SIRT-1 refers to sirtuin (silent mating type information regulation 2 homolog)-1. It is a member of sirtuin protein family known as nicotinamide adenine dinucleotide (NAD) – dependent histone deacetylase, which is preserved in evolution from bacteria to humans.19 In human, seven different types of sirtuin are present. SIRT-1 is a protein deacetylase present in the cytoplasm and nucleus of cell. SIRT-1 is widely studied for its effects in various metabolic disorders. SIRT-1 utilizes oxidized NAD as a cofactor and is negatively regulated either by nicotinamide adenine dinucleotide or its deacetylation product nicotinamide.20 SIRT-1 deacetylates various substances, including uncoupling protein 2 (UCP-2) and peroxisome proliferator activated receptor gamma co-activator 1α (PGC-1α). SIRT-1 also exhibits control over metabolic tissues such as skeletal muscles, liver and adipose tissues.21 The UCP2 is a specific uncoupling protein present in the inner membrane of brown adipocytes’s mitochondria and acts as negative regulator of insulin secretion. However, PGC-1α is the main regulator of glucose production in the liver that controls the entire gluconeogenic pathway.22 Interestingly, SIRT-1 is prominently expressed in β-cells of pancreas. SIRT-1 regulates the insulin secretion and sensitizes the peripheral tissues to the action of insulin.23,24 SIRT-1 regulates the PPAR-γ expression and thereby controls the process of adipogenesis and fat storing in the adipose tissues.25 Additionally, SIRT-1 plays an important role in the differentiation of muscle cells and regulation of metabolism in the liver. Therefore, extensive involvement of SIRT-1 in the control and regulation of insulin action describes its significance as a therapeutic target in Type-II DM.

SIRT-1: overproduction of ATP

SIRT-1 is located in the cytoplasm and nucleus of pancreatic β-cells.
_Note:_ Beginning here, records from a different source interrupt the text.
// Copyright (C) 2026 Michael Wilson <mike@mdwn.dev>
//
// This program is free software: you can redistribute it and/or modify it under
// the terms of the GNU General Public License as published by the Free Software
// Foundation, version 3.
//
// This program is distributed in the hope that it will be useful, but WITHOUT
// ANY WARRANTY; without even the implied warranty of MERCHANTABILITY or FITNESS
// FOR A PARTICULAR PURPOSE. See the GNU General Public License for more details.
//
// You should have received a copy of the GNU General Public License along with
// this program. If not, see <https://www.gnu.org/licenses/>.
//
use clap::{crate_version, Parser, Subcommand};
use std::error::Error;
use std::path::PathBuf;
use std::sync::Arc;
use std::time::Duration;

use earcon::audio;
use earcon::config::Config;
use earcon::controller::{stdin, Controller};
use earcon::library::Entry;
use earcon::{Engine, Library, Sound};

#[derive(Parser)]
#[clap(
    author = "Michael Wilson",
    version = crate_version!(),
    about = "A notification sound engine."
)]
struct Cli {
    #[clap(subcommand)]
    command: Commands,
}

#[derive(Subcommand)]
enum Commands {
    /// Lists the available audio output devices.
    Devices {},
    /// Verifies that every sound in the given config loads.
    Check {
        /// The path to the config file.
        config_path: String,
    },
    /// Plays the given events all at once, then exits when playback finishes.
    Play {
        /// The path to the config file.
        config_path: String,
        /// The event names to trigger.
        #[arg(required = true)]
        events: Vec<String>,
    },
    /// Reads event names from stdin, one per line, and plays them until EOF.
    Listen {
        /// The path to the config file.
        config_path: String,
    },
}

#[tokio::main]
async fn main() -> Result<(), Box<dyn Error>> {
    tracing_subscriber::fmt::init();

    let cli = Cli::parse();

    match cli.command {
        Commands::Devices {} => {
            let devices = audio::list_devices()?;

            if devices.is_empty() {
                println!("No output devices found.");
                return Ok(());
            }

            println!("Output devices:");
            for device in devices {
                println!("- {}", device);
            }
        }
        Commands::Check { config_path } => {
            let config = Config::load(&PathBuf::from(&config_path))?;
            let target_rate = config.audio().sample_rate();

            let mut names: Vec<&String> = config.sounds().keys().collect();
            if names.is_empty() {
                println!("No sounds configured in {}.", config_path);
                return Ok(());
            }
            names.sort();

            let mut failed = 0;
            println!("Sounds (count: {}):", names.len());
            for name in names {
                let definition = &config.sounds()[name];
                match Sound::load(config.resolve_path(definition.file()), target_rate) {
                    Ok(sound) => println!(
                        "- {}: {:.2}s, {} ch, {} KiB, gain {}",
                        name,
                        sound.duration().as_secs_f64(),
                        sound.channel_count(),
                        sound.memory_size() / 1024,
                        definition.gain(),
                    ),
                    Err(e) => {
                        failed += 1;
                        println!("- {}: error: {}", name, e);
                    }
                }
            }

            if failed > 0 {
                return Err(format!("{} sound(s) failed to load", failed).into());
            }
        }
        Commands::Play {
            config_path,
            events,
        } => {
            let config = Config::load(&PathBuf::from(&config_path))?;
            let engine = Engine::start(config.audio())?;
            let library = Library::load(&config, engine.sample_rate());

            let mut entries: Vec<Entry> = Vec::with_capacity(events.len());
            for event in &events {
                match library.get(event) {
                    Some(entry) => entries.push(entry),
                    None => return Err(format!("no sound configured for '{}'", event).into()),
                }
            }

            let longest = entries
                .iter()
                .map(|entry| entry.sound.duration())
                .max()
                .unwrap_or_default();
            for entry in &entries {
                engine.play_with_gain(&entry.sound, entry.gain)?;
            }

            if !engine.wait_idle(longest + Duration::from_secs(2)) {
                return Err("playback did not finish in time".into());
            }
            // The device may still be sounding the final buffer.
            tokio::time::sleep(Duration::from_millis(200)).await;
        }
        Commands::Listen { config_path } => {
            let config_path = PathBuf::from(config_path);
            let config = Config::load(&config_path)?;
            let engine = Arc::new(Engine::start(config.audio())?);
            let library = Arc::new(Library::load(&config, engine.sample_rate()));

            Controller::new(engine, library, config_path, Arc::new(stdin::Driver::new()))
                .join()
                .await?;
        }
    }

    Ok(())
}
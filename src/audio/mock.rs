// Copyright (C) 2026 Michael Wilson <mike@mdwn.dev>
//
// This program is free software: you can redistribute it and/or modify it under
// the terms of the GNU General Public License as published by the Free Software
// Foundation, version 3.
//
// This program is distributed in the hope that it will be useful, but WITHOUT
// ANY WARRANTY; without even the implied warranty of MERCHANTABILITY or FITNESS
// FOR A PARTICULAR PURPOSE. See the GNU General Public License for more details.
//
// You should have received a copy of the GNU General Public License along with
// this program. If not, see <https://www.gnu.org/licenses/>.
//
use std::{fmt, sync::Arc, thread, time::Duration};

#[cfg(test)]
use std::error::Error;

use crossbeam_channel::TryRecvError;
use parking_lot::Mutex;
use tracing::info;

use crate::audio::mixer::Mixer;
use crate::audio::{AudioError, Device as AudioDevice, StreamHandle, ThreadStream};
use crate::config;

/// A mock device. Pulls blocks from the mixer at roughly real time and keeps
/// what it mixed instead of playing it.
#[derive(Clone)]
pub struct Device {
    name: String,
    channels: u16,
    sample_rate: u32,
    captured: Arc<Mutex<Vec<f32>>>,
}

impl Device {
    /// Gets a mock device with the configured output parameters.
    pub fn get(config: &config::Audio) -> Device {
        Device {
            name: config.device().to_string(),
            channels: config.channels(),
            sample_rate: config.sample_rate(),
            captured: Arc::new(Mutex::new(Vec::new())),
        }
    }

    /// Returns everything the device has mixed so far.
    #[cfg(test)]
    pub fn captured(&self) -> Vec<f32> {
        self.captured.lock().clone()
    }
}

impl AudioDevice for Device {
    /// Runs the mixer on a plain thread, pacing blocks with spin_sleep so
    /// timing behaves like a real output stream.
    fn start(&self, mut mixer: Mixer) -> Result<Box<dyn StreamHandle>, AudioError> {
        let (stop_tx, stop_rx) = crossbeam_channel::bounded::<()>(1);
        let captured = self.captured.clone();

        // Blocks of about 10ms, like a typical device buffer.
        let frames = (self.sample_rate as usize / 100).max(1);
        let block_samples = frames * self.channels as usize;
        let interval = Duration::from_secs_f64(frames as f64 / self.sample_rate as f64);

        info!(
            device = self.name,
            channels = self.channels,
            sample_rate = self.sample_rate,
            "Mock output stream started"
        );

        let join = thread::Builder::new()
            .name("earcon-mock-output".to_string())
            .spawn(move || {
                let mut block = vec![0.0_f32; block_samples];
                loop {
                    match stop_rx.try_recv() {
                        Ok(()) | Err(TryRecvError::Disconnected) => return,
                        Err(TryRecvError::Empty) => {}
                    }

                    mixer.fill(&mut block);
                    captured.lock().extend_from_slice(&block);
                    spin_sleep::sleep(interval);
                }
            })
            .map_err(|e| AudioError::StreamFailed {
                device: self.name.clone(),
                reason: e.to_string(),
            })?;

        Ok(Box::new(ThreadStream::new(stop_tx, join)))
    }

    fn channel_count(&self) -> u16 {
        self.channels
    }

    fn sample_rate(&self) -> u32 {
        self.sample_rate
    }

    #[cfg(test)]
    fn to_mock(&self) -> Result<Arc<Device>, Box<dyn Error>> {
        Ok(Arc::new(self.clone()))
    }
}

impl fmt::Display for Device {
    fn fmt(&self, f: &mut fmt::Formatter<'_>) -> fmt::Result {
        write!(f, "{} (Mock)", self.name,)
    }
}
// Copyright (C) 2026 Michael Wilson <mike@mdwn.dev>
//
// This program is free software: you can redistribute it and/or modify it under
// the terms of the GNU General Public License as published by the Free Software
// Foundation, version 3.
//
// This program is distributed in the hope that it will be useful, but WITHOUT
// ANY WARRANTY; without even the implied warranty of MERCHANTABILITY or FITNESS
// FOR A PARTICULAR PURPOSE. See the GNU General Public License for more details.
//
// You should have received a copy of the GNU General Public License along with
// this program. If not, see <https://www.gnu.org/licenses/>.
//
use serde::Deserialize;

use super::error::ConfigError;

const DEFAULT_DEVICE: &str = "default";
const DEFAULT_SAMPLE_RATE: u32 = 44100;
const DEFAULT_CHANNELS: u16 = 2;

/// The audio output section of the configuration.
#[derive(Deserialize, Clone, Default)]
pub struct Audio {
    /// The audio device. Names starting with "mock" select the mock output.
    device: Option<String>,

    /// Output sample rate in Hz (default: 44100). Sounds are resampled to
    /// this rate when they are loaded.
    sample_rate: Option<u32>,

    /// Number of output channels, 1 or 2 (default: 2).
    channels: Option<u16>,
}

impl Audio {
    #[cfg(test)]
    pub fn new(device: &str, sample_rate: u32, channels: u16) -> Audio {
        Audio {
            device: Some(device.to_string()),
            sample_rate: Some(sample_rate),
            channels: Some(channels),
        }
    }

    /// Returns the device from the configuration.
    pub fn device(&self) -> &str {
        self.device.as_deref().unwrap_or(DEFAULT_DEVICE)
    }

    /// Returns the output sample rate.
    pub fn sample_rate(&self) -> u32 {
        self.sample_rate.unwrap_or(DEFAULT_SAMPLE_RATE)
    }

    /// Returns the number of output channels.
    pub fn channels(&self) -> u16 {
        self.channels.unwrap_or(DEFAULT_CHANNELS)
    }

    /// Layouts beyond mono and stereo have no voice adaptation, reject them
    /// up front.
    pub(super) fn validate(&self) -> Result<(), ConfigError> {
        let channels = self.channels();
        if channels != 1 && channels != 2 {
            return Err(ConfigError::InvalidChannels(channels));
        }
        Ok(())
    }
}
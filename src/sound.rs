// Copyright (C) 2026 Michael Wilson <mike@mdwn.dev>
//
// This program is free software: you can redistribute it and/or modify it under
// the terms of the GNU General Public License as published by the Free Software
// Foundation, version 3.
//
// This program is distributed in the hope that it will be useful, but WITHOUT
// ANY WARRANTY; without even the implied warranty of MERCHANTABILITY or FITNESS
// FOR A PARTICULAR PURPOSE. See the GNU General Public License for more details.
//
// You should have received a copy of the GNU General Public License along with
// this program. If not, see <https://www.gnu.org/licenses/>.
//

//! Decoded notification sounds.
//!
//! Sounds are decoded and resampled once at load time and kept entirely in
//! memory, so triggering playback never touches the disk or a resampler.

use std::fmt;
use std::path::Path;
use std::sync::Arc;
use std::time::Duration;

use tracing::{debug, info};

mod decode;
mod resample;

/// Error type for sound decoding and loading.
#[derive(Debug, thiserror::Error)]
pub enum DecodeError {
    #[error("Decode failed for {0}")]
    DecodeFailed(String),

    #[error("Resampling failed: {0}Hz -> {1}Hz")]
    ResamplingFailed(u32, u32),

    #[error("Audio file error: {0}")]
    AudioError(#[from] symphonia::core::errors::Error),

    #[error("IO error: {0}")]
    IoError(#[from] std::io::Error),
}

/// A fully decoded sound held in memory.
///
/// Samples are interleaved f32 at the sample rate given to [`Sound::load`].
/// The data sits behind an [`Arc`] so any number of concurrent voices can
/// read it without copying. The sample count is always a whole number of
/// frames (a multiple of the channel count).
#[derive(Clone)]
pub struct Sound {
    /// The interleaved sample data.
    data: Arc<Vec<f32>>,
    /// Number of channels in the sample data.
    channel_count: u16,
    /// Sample rate of the sample data.
    sample_rate: u32,
}

impl Sound {
    /// Loads a sound file into memory, converting it to interleaved f32 at
    /// `target_sample_rate`. Any format symphonia understands works here.
    /// Resampling happens now so that playback never has to.
    pub fn load<P: AsRef<Path>>(path: P, target_sample_rate: u32) -> Result<Sound, DecodeError> {
        let path = path.as_ref();
        debug!(path = ?path, "Loading sound into memory");

        let decoded = decode::decode_file(path)?;

        let (samples, sample_rate) = if decoded.sample_rate != target_sample_rate {
            debug!(
                source_rate = decoded.sample_rate,
                target_rate = target_sample_rate,
                "Resampling sound"
            );
            let resampled = resample::resample(
                &decoded.samples,
                decoded.channel_count,
                decoded.sample_rate,
                target_sample_rate,
            )?;
            (resampled, target_sample_rate)
        } else {
            (decoded.samples, decoded.sample_rate)
        };

        let sound = Sound {
            data: Arc::new(samples),
            channel_count: decoded.channel_count,
            sample_rate,
        };

        info!(
            path = ?path,
            channels = sound.channel_count,
            sample_rate = sound.sample_rate,
            duration_ms = sound.duration().as_millis(),
            memory_kb = sound.memory_size() / 1024,
            "Sound loaded"
        );

        Ok(sound)
    }

    /// Creates a sound from samples already in memory. The samples must be
    /// interleaved and already at the engine sample rate. Useful for
    /// synthesized sounds.
    pub fn from_samples(samples: Vec<f32>, channel_count: u16, sample_rate: u32) -> Sound {
        Sound {
            data: Arc::new(samples),
            channel_count,
            sample_rate,
        }
    }

    /// The shared sample data, for voices reading from this sound.
    pub(crate) fn data(&self) -> Arc<Vec<f32>> {
        self.data.clone()
    }

    /// Returns the number of frames.
    pub fn frames(&self) -> usize {
        self.data.len() / self.channel_count as usize
    }

    /// Returns the number of channels.
    pub fn channel_count(&self) -> u16 {
        self.channel_count
    }

    /// Returns the sample rate.
    pub fn sample_rate(&self) -> u32 {
        self.sample_rate
    }

    /// Returns the playback duration.
    pub fn duration(&self) -> Duration {
        Duration::from_secs_f64(self.frames() as f64 / self.sample_rate as f64)
    }

    /// Returns the memory size in bytes.
    pub fn memory_size(&self) -> usize {
        self.data.len() * std::mem::size_of::<f32>()
    }
}

impl fmt::Debug for Sound {
    fn fmt(&self, f: &mut fmt::Formatter<'_>) -> fmt::Result {
        f.debug_struct("Sound")
            .field("channels", &self.channel_count)
            .field("sample_rate", &self.sample_rate)
            .field("duration_ms", &self.duration().as_millis())
            .field("memory_kb", &(self.memory_size() / 1024))
            .finish()
    }
}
Moynihan et al observed that suppression of UCP-2 due to over expression of SIRT-1 in pancreatic β-cells of mice enhances the production of ATP.26 SIRT-1 increases the insulin secretion with some reduction in the glycolytic flux. The oxidative phosphorylation and suppression of mitochondrial UCP-2 uncoupling were proposed as the cause of elevated ATP levels. Whereas, Guarente and Kenyon27 observed that decreased SIRT-1 activity and elevated mitochondrial protein UCP-2 level causes significant reduction in the ATP production. PGC-1α is a transcriptional co-activator that favorably modulates the glucose-stimulated insulin secretion through the stimulation of activity of gluconeogenic genes and suppression of activity of glycolytic genes. The β-cells of pancreas secrete both SIRT-1 and PGC-1α in small quantities. Gerhart Hines et al28 reported that SIRT-1 causes activation of PGC-1α and exhibits inhibitory effect on glucose metabolism in liver. Sirtuin agonists enhance the metabolic efficiency through increased insulin secretion and/or improved insulin sensitivity.29,30 Sirtuin causes the extension of life span and improvement of metabolism in simple organisms. It suggests the role of sirtuin pathway as a therapeutic target in metabolic diseases. However, rigorous genetic tests that need to confirm the ability of sirtuin as modulator of metabolism are still awaited.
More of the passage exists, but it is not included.